In my last post, I talked about people who struggle with writing because they are convinced it should be easy. At the other end of the spectrum are the folks paralyzed by the fear that written communication is too difficult for them to even contemplate.
These are the people who, when facing a need to write a letter or report or assignment, fret that they can’t remember all the grammar rules they learned in sixth grade. The idea of crafting a thesis sentence makes them sweat, especially because they have never been sure they would recognize a thesis sentence if they met one walking down the street.
Efforts to avoid comma splices, split infinitives and run-on sentences zap their mental and emotional energy long before they can transform their ideas into words. Somewhere along the way, they have learned that avoiding grammar or style errors outweighs the importance of communicating thoughts or constructing arguments.
I meet these fretters frequently when I am with my English-professor husband. People who have had no difficulty conversing with him will start stammering and apologizing for their grammar or vocabulary as soon as they learn how he earns his paycheck. Why? Do they think he’s been taking notes on how many subject/verb agreement problems have cropped up in the conversation? Or that he’s going to start pointing out dangling prepositions?

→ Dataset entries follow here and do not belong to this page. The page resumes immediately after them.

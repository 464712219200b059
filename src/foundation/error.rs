/// Convenience result type used across Vision.
pub type VisionResult<T> = Result<T, VisionError>;

/// Top-level error taxonomy used by canvas, IR, interpreter and service APIs.
#[derive(thiserror::Error, Debug)]
pub enum VisionError {
    /// A record or wire payload could not be parsed at all.
    #[error("decode error: {0}")]
    Decode(String),

    /// The record names an operation outside the fixed six.
    #[error("unknown command '{0}'")]
    UnknownCommand(String),

    /// Parameters are missing, extra, or of the wrong shape for the named operation.
    #[error("invalid parameter for '{command}': {message}")]
    InvalidParameter {
        /// Operation whose parameters were rejected.
        command: String,
        /// Human-readable reason.
        message: String,
    },

    /// A draw operation ran before the first `refresh`.
    #[error("canvas is not initialized: '{operation}' requires a prior refresh")]
    UninitializedCanvas {
        /// Operation that was attempted.
        operation: &'static str,
    },

    /// The raster backend rejected the operation.
    #[error("backend error: {0}")]
    Backend(String),

    /// Wire framing or stream state violation.
    #[error("protocol error: {0}")]
    Protocol(String),

    /// The render service answered with a failed acknowledgment.
    #[error("render service rejected '{0}'")]
    Rejected(String),

    /// Filesystem or socket failure.
    #[error(transparent)]
    Io(#[from] std::io::Error),

    /// Wrapped lower-level error from dependencies.
    #[error(transparent)]
    Other(#[from] anyhow::Error),
}

impl VisionError {
    /// Build a [`VisionError::Decode`] value.
    pub fn decode(msg: impl Into<String>) -> Self {
        Self::Decode(msg.into())
    }

    /// Build a [`VisionError::InvalidParameter`] value.
    pub fn invalid_parameter(command: impl Into<String>, msg: impl Into<String>) -> Self {
        Self::InvalidParameter {
            command: command.into(),
            message: msg.into(),
        }
    }

    /// Build a [`VisionError::Backend`] value.
    pub fn backend(msg: impl Into<String>) -> Self {
        Self::Backend(msg.into())
    }

    /// Build a [`VisionError::Protocol`] value.
    pub fn protocol(msg: impl Into<String>) -> Self {
        Self::Protocol(msg.into())
    }
}

#[cfg(test)]
#[path = "../../tests/unit/foundation/error.rs"]
mod tests;
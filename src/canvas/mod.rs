//! The drawing contract and its CPU raster implementation.
//!
//! Operations are applied to a [`contract::Canvas`] in call order; frames leave the canvas only
//! through a [`observer::FrameObserver`] or [`contract::Canvas::snapshot`].

/// The six-operation drawing contract.
pub mod contract;
pub(crate) mod geometry;
/// Frame observers invoked before a refresh replaces the frame buffer.
pub mod observer;
/// Parameter shapes of the six operations.
pub mod params;
/// `vello_cpu` implementation of the contract.
pub mod raster;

After years of witnessing this behavior, I have concluded that many native-English speakers fear their own language. They have bought into the idea that English is too difficult to truly comprehend, much less to employ in any situation beyond daily, street-level transactions, particularly if it involves writing.
And I think that’s a shame. Because the ultimate goal in writing (or speaking) should be to force vocabulary and the structure of grammar to work for you—not trap you in a maze of unfathomable requirements. I’m not telling you to ignore all grammar, punctuation, and spelling rules—I make my living from knowing and implementing those rules, after all.
But worrying a little less about “breaking the rules” will free you up to consider what you want to say and how you want to say it, which is the first step on the road to becoming a braver writer.